REQUIRED WORK: Return, exactly, the line that contains "for ledger operations." together with all lines after it to the end of the entries, and no further lines.

(Dataset entries)
*** Block opens ***

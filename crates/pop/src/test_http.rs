//! Local HTTP servers for exercising the networked clients.

use axum::Router;
use tokio::net::TcpListener;

/// Serve `app` on an ephemeral loopback port and return its base URL.
pub(crate) async fn serve(app: Router) -> String {
    let listener = TcpListener::bind("127.0.0.1:0").await.unwrap();
    let addr = listener.local_addr().unwrap();
    tokio::spawn(async move {
        axum::serve(listener, app).await.unwrap();
    });
    format!("http://{}", addr)
}
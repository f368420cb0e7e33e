//! Test fixtures and helpers.
//!
//! Common setup code for integration tests.

use std::io::Cursor;
use std::sync::Arc;

use bytes::Bytes;
use image::{ImageFormat, Rgba, RgbaImage};

use pop::{LocalWallet, MemoryMetadataStore, ProofService, RegistryClient};
use pop_core::{ChainId, ContentInput, Keypair};
use pop_ledger::{DevChain, DevChainConfig, ManualClock};
use pop_store::MemoryStore;

/// Start time of every fixture clock: 2023-11-14T22:13:20Z.
pub const GENESIS_SECS: u64 = 1_700_000_000;

/// A local ledger with a manual clock, two wallets and shared stores.
pub struct TestFixture {
    pub ledger: Arc<DevChain<MemoryStore>>,
    pub clock: Arc<ManualClock>,
    pub metadata: Arc<MemoryMetadataStore>,
    pub mirror: Arc<MemoryStore>,
    pub alice: Keypair,
    pub bob: Keypair,
}

impl TestFixture {
    /// Fixture on the default chain (Sepolia).
    pub async fn new() -> Self {
        Self::on_chain(ChainId::SEPOLIA).await
    }

    /// Fixture whose ledger reports `chain_id`.
    pub async fn on_chain(chain_id: ChainId) -> Self {
        let clock = Arc::new(ManualClock::new(GENESIS_SECS));
        let ledger = DevChain::open(
            MemoryStore::new(),
            clock.clone(),
            DevChainConfig {
                chain_id,
                ..Default::default()
            },
        )
        .await
        .expect("memory ledger opens");

        Self {
            ledger: Arc::new(ledger),
            clock,
            metadata: Arc::new(MemoryMetadataStore::new()),
            mirror: Arc::new(MemoryStore::new()),
            alice: Keypair::from_seed(&[0xa1; 32]),
            bob: Keypair::from_seed(&[0xb0; 32]),
        }
    }

    /// A wallet for `keypair` on this ledger.
    pub fn wallet(&self, keypair: &Keypair) -> Arc<LocalWallet> {
        Arc::new(LocalWallet::new(keypair.clone(), self.ledger.clone()))
    }

    /// A connected registry client expecting Sepolia.
    pub async fn client(&self, keypair: &Keypair) -> pop::Result<RegistryClient> {
        RegistryClient::connect(self.wallet(keypair), self.ledger.clone(), ChainId::SEPOLIA).await
    }

    /// A proof service sharing this fixture's metadata store and mirror.
    pub async fn service(&self, keypair: &Keypair) -> ProofService {
        let client = self.client(keypair).await.expect("fixture client connects");
        ProofService::new(client, self.metadata.clone(), self.mirror.clone())
    }
}

/// A small deterministic RGBA image.
pub fn sample_image(width: u32, height: u32) -> RgbaImage {
    RgbaImage::from_fn(width, height, |x, y| {
        Rgba([(x * 40) as u8, (y * 40) as u8, ((x + y) * 20) as u8, 255])
    })
}

/// Encode `image` in `format`.
pub fn encode_image(image: &RgbaImage, format: ImageFormat) -> Bytes {
    let mut out = Cursor::new(Vec::new());
    image
        .write_to(&mut out, format)
        .expect("in-memory image encodes");
    Bytes::from(out.into_inner())
}

/// `image` as PNG content input.
pub fn png_content(image: &RgbaImage) -> ContentInput {
    ContentInput::from_bytes(encode_image(image, ImageFormat::Png)).expect("png sniffs as image")
}
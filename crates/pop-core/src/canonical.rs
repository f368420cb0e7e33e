//! Content canonicalization.
//!
//! Reduces text and raster images to a byte sequence that is identical for
//! inputs differing only in incidental ways:
//!
//! - **Text**: surrounding whitespace, line-ending convention, trailing
//!   whitespace on each line, and runs of blank lines.
//! - **Images**: container format, compression settings and metadata
//!   (EXIF, timestamps). The pixel raster is kept exactly, at 8 bits per
//!   channel for 8-bit sources and 16 bits for deeper ones.
//!
//! Anything else (lossy recompression, cropping, resizing, rewording) changes
//! the output, and therefore the fingerprint.
//!
//! **This encoding is FROZEN.** Changing it changes every digest already
//! anchored on the ledger.

use bytes::Bytes;
use image::codecs::png::{CompressionType, FilterType, PngEncoder};
use image::{DynamicImage, ExtendedColorType, ImageEncoder};

use crate::content::{ContentInput, ContentKind};
use crate::error::CanonicalizeError;

/// MIME type of every canonical image.
pub const CANONICAL_IMAGE_MIME: &str = "image/png";

/// Canonical bytes of a piece of content, ready for fingerprinting.
#[derive(Debug, Clone, PartialEq, Eq)]
pub struct CanonicalContent {
    kind: ContentKind,
    bytes: Bytes,
}

impl CanonicalContent {
    /// Which canonicalization path produced these bytes.
    pub fn kind(&self) -> ContentKind {
        self.kind
    }

    /// The canonical bytes.
    pub fn bytes(&self) -> &Bytes {
        &self.bytes
    }

    /// Consume and return the canonical bytes.
    pub fn into_bytes(self) -> Bytes {
        self.bytes
    }

    /// Canonical text, if this came from the text path.
    pub fn as_text(&self) -> Option<&str> {
        match self.kind {
            ContentKind::Text => std::str::from_utf8(&self.bytes).ok(),
            ContentKind::Image => None,
        }
    }
}

/// Canonicalize any supported content.
pub fn canonicalize(input: &ContentInput) -> Result<CanonicalContent, CanonicalizeError> {
    match input {
        ContentInput::Text(text) => Ok(CanonicalContent {
            kind: ContentKind::Text,
            bytes: Bytes::from(canonicalize_text(text)),
        }),
        ContentInput::Image { bytes, .. } => Ok(CanonicalContent {
            kind: ContentKind::Image,
            bytes: Bytes::from(canonicalize_image(bytes)?),
        }),
    }
}

/// Unicode `White_Space` plus the byte-order mark.
fn is_space(c: char) -> bool {
    c.is_whitespace() || c == '\u{feff}'
}

/// Canonicalize a text document.
///
/// In order:
/// 1. trim whitespace from both ends of the document,
/// 2. convert `\r\n` and lone `\r` to `\n`,
/// 3. strip trailing whitespace from every line,
/// 4. collapse three or more consecutive newlines to exactly two, leaving at
///    most one blank line between paragraphs.
///
/// The result is idempotent: canonicalizing canonical text is a no-op.
pub fn canonicalize_text(text: &str) -> String {
    let trimmed = text.trim_matches(is_space);
    let unified = trimmed.replace("\r\n", "\n").replace('\r', "\n");

    let mut out = String::with_capacity(unified.len());
    let mut blank_run = 0usize;

    for (i, line) in unified.split('\n').enumerate() {
        let line = line.trim_end_matches(is_space);

        if line.is_empty() {
            blank_run += 1;
            // A second consecutive blank line would be the third newline.
            if blank_run > 1 {
                continue;
            }
        } else {
            blank_run = 0;
        }

        if i > 0 {
            out.push('\n');
        }
        out.push_str(line);
    }

    out
}

/// Canonicalize an encoded raster image.
///
/// Decodes the image at native resolution and re-encodes it as RGBA PNG with
/// fixed compression and filter settings. Rasters with at most 8 bits per
/// channel become 8-bit RGBA; deeper rasters become 16-bit RGBA, so their low
/// bits still count. Float rasters are quantized to 16 bits. Pixel-identical
/// images stored in different containers canonicalize to the same bytes.
pub fn canonicalize_image(encoded: &[u8]) -> Result<Vec<u8>, CanonicalizeError> {
    let decoded = image::load_from_memory(encoded)
        .map_err(|e| CanonicalizeError::Decode(format!("invalid image: {}", e)))?;

    let (width, height) = (decoded.width(), decoded.height());
    let color = decoded.color();
    let deep = color.bytes_per_pixel() > color.channel_count();

    let (raster, layout) = if deep {
        (
            DynamicImage::ImageRgba16(decoded.to_rgba16()),
            ExtendedColorType::Rgba16,
        )
    } else {
        (
            DynamicImage::ImageRgba8(decoded.to_rgba8()),
            ExtendedColorType::Rgba8,
        )
    };

    let mut out = Vec::new();
    PngEncoder::new_with_quality(&mut out, CompressionType::Default, FilterType::Adaptive)
        .write_image(raster.as_bytes(), width, height, layout)
        .map_err(|e| CanonicalizeError::Decode(format!("re-encode failed: {}", e)))?;

    Ok(out)
}
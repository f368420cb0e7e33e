//! Error types for the ledger.

use pop_core::{ChainId, ContentDigest, CoreError, ProofRecord};
use pop_store::StoreError;
use thiserror::Error;

/// Errors from the registry state machine.
#[derive(Debug, Error)]
pub enum RegistryError {
    /// The digest already has an owner. This is the registry's only
    /// rejection; the existing record is unchanged.
    #[error("Already registered: {digest}")]
    AlreadyRegistered {
        digest: ContentDigest,
        existing: ProofRecord,
    },

    /// The call context is not executable (e.g. a zero block timestamp).
    #[error("invalid call context: {0}")]
    InvalidContext(String),

    /// Storage error.
    #[error("storage error: {0}")]
    Store(#[from] StoreError),
}

/// Errors from submitting to or reading from a ledger.
///
/// A registry revert is not an error here: it is reported in the
/// transaction receipt's status.
#[derive(Debug, Error)]
pub enum LedgerError {
    /// The transaction signature does not verify against its signer.
    #[error("invalid transaction signature")]
    InvalidSignature,

    /// The transaction targets another chain.
    #[error("wrong chain: ledger is {expected}, transaction is for {got}")]
    WrongChain { expected: ChainId, got: ChainId },

    /// The nonce is not the sender's next nonce.
    #[error("invalid nonce: expected {expected}, got {got}")]
    InvalidNonce { expected: u64, got: u64 },

    /// Storage error.
    #[error("storage error: {0}")]
    Store(#[from] StoreError),

    /// Transaction encoding error.
    #[error("encoding error: {0}")]
    Encoding(#[from] CoreError),
}

/// Result type for ledger operations.
pub type Result<T> = std::result::Result<T, LedgerError>;
//! Content fingerprinting.
//!
//! A fingerprint is Keccak-256 over canonical content bytes. It is a pure
//! function: no keys, no clock, no network.

use crate::canonical::{canonicalize, canonicalize_text};
use crate::content::ContentInput;
use crate::crypto::keccak256;
use crate::error::CanonicalizeError;
use crate::types::ContentDigest;

/// Fingerprint already-canonical bytes.
pub fn fingerprint(canonical: &[u8]) -> ContentDigest {
    ContentDigest(keccak256(&[canonical]))
}

/// Canonicalize a text document and fingerprint it.
pub fn fingerprint_text(text: &str) -> ContentDigest {
    fingerprint(canonicalize_text(text).as_bytes())
}

/// Canonicalize any supported content and fingerprint it.
pub fn fingerprint_content(input: &ContentInput) -> Result<ContentDigest, CanonicalizeError> {
    let canonical = canonicalize(input)?;
    Ok(fingerprint(canonical.bytes()))
}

*** Block closes ***

RESPONSE FOR THIS EXERCISE:
/// Result type for ledger operations.
pub type Result<T> = std::result::Result<T, LedgerError>;
//! Content fingerprinting.
//!
//! A fingerprint is Keccak-256 over canonical content bytes. It is a pure
//! function: no keys, no clock, no network.

use crate::canonical::{canonicalize, canonicalize_text};
use crate::content::ContentInput;
use crate::crypto::keccak256;
use crate::error::CanonicalizeError;
use crate::types::ContentDigest;

/// Fingerprint already-canonical bytes.
pub fn fingerprint(canonical: &[u8]) -> ContentDigest {
    ContentDigest(keccak256(&[canonical]))
}

/// Canonicalize a text document and fingerprint it.
pub fn fingerprint_text(text: &str) -> ContentDigest {
    fingerprint(canonicalize_text(text).as_bytes())
}

/// Canonicalize any supported content and fingerprint it.
pub fn fingerprint_content(input: &ContentInput) -> Result<ContentDigest, CanonicalizeError> {
    let canonical = canonicalize(input)?;
    Ok(fingerprint(canonical.bytes()))
}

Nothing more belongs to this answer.